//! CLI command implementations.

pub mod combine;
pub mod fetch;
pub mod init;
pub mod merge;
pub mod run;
-*-
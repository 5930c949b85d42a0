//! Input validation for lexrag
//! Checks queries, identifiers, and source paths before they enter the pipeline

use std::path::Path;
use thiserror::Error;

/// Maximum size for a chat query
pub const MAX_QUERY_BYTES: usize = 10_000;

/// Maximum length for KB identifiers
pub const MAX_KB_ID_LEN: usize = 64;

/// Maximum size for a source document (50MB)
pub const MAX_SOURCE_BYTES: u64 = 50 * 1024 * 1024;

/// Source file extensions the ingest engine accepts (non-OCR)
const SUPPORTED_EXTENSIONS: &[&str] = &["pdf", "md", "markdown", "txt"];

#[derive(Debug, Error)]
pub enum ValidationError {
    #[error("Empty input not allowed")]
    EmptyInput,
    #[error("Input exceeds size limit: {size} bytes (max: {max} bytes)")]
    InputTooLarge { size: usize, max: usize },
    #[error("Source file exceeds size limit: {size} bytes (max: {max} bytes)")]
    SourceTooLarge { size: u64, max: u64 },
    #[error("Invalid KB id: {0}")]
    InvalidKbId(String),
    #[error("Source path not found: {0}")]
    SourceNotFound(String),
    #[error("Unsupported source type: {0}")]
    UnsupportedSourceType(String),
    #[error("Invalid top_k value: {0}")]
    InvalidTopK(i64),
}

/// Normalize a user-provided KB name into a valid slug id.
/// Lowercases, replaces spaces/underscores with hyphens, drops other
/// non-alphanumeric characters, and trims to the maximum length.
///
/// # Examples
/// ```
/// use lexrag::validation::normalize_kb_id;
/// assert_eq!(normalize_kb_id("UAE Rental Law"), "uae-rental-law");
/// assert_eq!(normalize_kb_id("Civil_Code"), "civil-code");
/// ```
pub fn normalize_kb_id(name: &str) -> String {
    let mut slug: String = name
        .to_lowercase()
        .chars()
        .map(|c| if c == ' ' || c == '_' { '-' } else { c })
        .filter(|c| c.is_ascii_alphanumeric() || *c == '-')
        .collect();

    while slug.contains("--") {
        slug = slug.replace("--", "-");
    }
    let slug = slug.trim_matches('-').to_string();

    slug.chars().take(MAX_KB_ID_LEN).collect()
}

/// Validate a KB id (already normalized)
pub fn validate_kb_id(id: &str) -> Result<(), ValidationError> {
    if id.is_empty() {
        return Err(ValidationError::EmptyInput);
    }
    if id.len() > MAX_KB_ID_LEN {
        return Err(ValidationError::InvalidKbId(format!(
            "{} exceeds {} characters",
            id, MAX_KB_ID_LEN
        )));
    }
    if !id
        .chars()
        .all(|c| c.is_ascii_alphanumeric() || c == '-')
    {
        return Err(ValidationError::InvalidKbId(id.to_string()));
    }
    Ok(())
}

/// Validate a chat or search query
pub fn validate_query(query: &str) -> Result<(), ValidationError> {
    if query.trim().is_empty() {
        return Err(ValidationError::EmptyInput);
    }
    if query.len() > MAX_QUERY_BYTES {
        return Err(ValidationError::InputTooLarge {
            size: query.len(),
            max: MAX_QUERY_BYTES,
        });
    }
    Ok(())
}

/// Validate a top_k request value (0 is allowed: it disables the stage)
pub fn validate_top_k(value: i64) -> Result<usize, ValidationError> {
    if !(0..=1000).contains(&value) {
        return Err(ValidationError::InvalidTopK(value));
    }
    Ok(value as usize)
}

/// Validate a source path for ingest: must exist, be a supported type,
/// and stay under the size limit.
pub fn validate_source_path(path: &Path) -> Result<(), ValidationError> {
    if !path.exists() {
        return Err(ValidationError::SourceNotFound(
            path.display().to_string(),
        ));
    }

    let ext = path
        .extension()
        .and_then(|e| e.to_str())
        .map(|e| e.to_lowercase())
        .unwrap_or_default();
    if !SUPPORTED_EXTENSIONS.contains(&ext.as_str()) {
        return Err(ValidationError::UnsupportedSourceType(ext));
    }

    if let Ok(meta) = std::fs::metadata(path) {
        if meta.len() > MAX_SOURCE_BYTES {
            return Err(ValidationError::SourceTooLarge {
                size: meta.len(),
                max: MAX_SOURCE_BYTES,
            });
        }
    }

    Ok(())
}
-*-
EXERCISE PROMPT
Would you please return all lines from the listing above that contain "const"?

ANSWER TO THE PROBLEM
pub const MAX_QUERY_BYTES: usize = 10_000;
pub const MAX_KB_ID_LEN: usize = 64;
pub const MAX_SOURCE_BYTES: u64 = 50 * 1024 * 1024;
const SUPPORTED_EXTENSIONS: &[&str] = &["pdf", "md", "markdown", "txt"];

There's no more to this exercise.